Disclosures: John D. Hainsworth: Research funding/contracted research: Genentech, paid to Sarah Cannon Research Institute; David R. Spigel: Consultant/advisory role: Genentech; Research funding/contracted research: Genentech, OSI; Dana S. Thompson: None; Patrick B. Murphy: None; Cassie M. Lane: Employment/leadership position: Sarah Cannon Research Institute; Research funding/contracted research: Sarah Cannon Research Institute; David M. Waterhouse: None; Yuval Naot: None; F. Anthony Greco: None.
Introduction. This phase II trial evaluated the efficacy and toxicity of the combination of paclitaxel, carboplatin, bevacizumab, and erlotinib in the first-line treatment of patients with carcinoma of unknown primary site (CUP).

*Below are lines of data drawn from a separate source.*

//! Form checks run before any request is sent.
//!
//! The API client does not enforce these; they mirror what the sign-in and
//! upload screens refuse to submit.

use thiserror::Error;

/// Number of digits in an emailed verification code
pub const VERIFICATION_CODE_LEN: usize = 6;

#[derive(Error, Debug, Clone, PartialEq, Eq)]
pub enum ValidationError {
    #[error("Email and password are required.")]
    MissingCredentials,

    #[error("Username and display name are required.")]
    MissingProfile,

    #[error("Enter the 6-digit code from your email.")]
    InvalidCode,

    #[error("Title is required.")]
    MissingTitle,
}

pub fn validate_login(email: &str, password: &str) -> Result<(), ValidationError> {
    if email.is_empty() || password.is_empty() {
        return Err(ValidationError::MissingCredentials);
    }
    Ok(())
}

pub fn validate_registration(
    email: &str,
    password: &str,
    username: &str,
    display_name: &str,
) -> Result<(), ValidationError> {
    validate_login(email, password)?;
    if username.is_empty() || display_name.is_empty() {
        return Err(ValidationError::MissingProfile);
    }
    Ok(())
}

pub fn validate_verification_code(code: &str) -> Result<(), ValidationError> {
    if code.len() == VERIFICATION_CODE_LEN && code.bytes().all(|b| b.is_ascii_digit()) {
        Ok(())
    } else {
        Err(ValidationError::InvalidCode)
    }
}

pub fn validate_upload(title: &str) -> Result<(), ValidationError> {
    if title.trim().is_empty() {
        return Err(ValidationError::MissingTitle);
    }
    Ok(())
}

#[cfg(test)]
mod tests {
    use super::*;

    #[test]
    fn test_validate_login() {
        assert!(validate_login("a@b.c", "pw").is_ok());
        assert_eq!(validate_login("", "pw"), Err(ValidationError::MissingCredentials));
        assert_eq!(validate_login("a@b.c", ""), Err(ValidationError::MissingCredentials));
    }

    #[test]
    fn test_validate_registration() {
        assert!(validate_registration("a@b.c", "pw", "neon", "Neon").is_ok());
        assert_eq!(
            validate_registration("", "pw", "neon", "Neon"),
            Err(ValidationError::MissingCredentials)
        );
        assert_eq!(
            validate_registration("a@b.c", "pw", "neon", ""),
            Err(ValidationError::MissingProfile)
        );
    }

    #[test]
    fn test_validate_verification_code() {
        assert!(validate_verification_code("012345").is_ok());
        assert!(validate_verification_code("12345").is_err());
        assert!(validate_verification_code("1234567").is_err());
        assert!(validate_verification_code("12a456").is_err());
        assert!(validate_verification_code("١٢٣٤٥٦").is_err()); // non-ASCII digits
    }

    #[test]
    fn test_validate_upload() {
        assert!(validate_upload("Night Drive").is_ok());
        assert_eq!(validate_upload("   "), Err(ValidationError::MissingTitle));
    }
}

Methods. Patients with previously untreated CUP (adenocarcinoma, poorly differentiated carcinoma, poorly differentiated squamous carcinoma) without clinical or pathologic characteristics of a well-defined treatable subset were eligible. All patients received paclitaxel, carboplatin, bevacizumab, and erlotinib. Treatment cycles were repeated at 21-day intervals. After four cycles, paclitaxel and carboplatin were discontinued; bevacizumab–erlotinib treatment was continued until tumor progression. Patients were initially evaluated for response after completion of two treatment cycles; re-evaluations occurred every 6 weeks thereafter.
Results. Forty-nine of 60 patients (82%) completed four cycles of therapy, and 44 patients (73%) subsequently received maintenance bevacizumab and erlotinib. Thirty-two patients (53%) had major responses to treatment; an additional 18 patients had stable disease. After a median follow-up of 19 months, the median progression-free survival time was 8 months, with 38% of patients progression free at 1 year. The median survival time and 2-year overall survival rate were 12.6 months and 27%, respectively. Treatment was generally well tolerated, with a toxicity profile as predicted based on the known toxicities of each treatment component.
Conclusions. Empiric treatment with paclitaxel, carboplatin, bevacizumab, and erlotinib is effective and well tolerated as first-line treatment for patients with CUP. Further development of this regimen is warranted.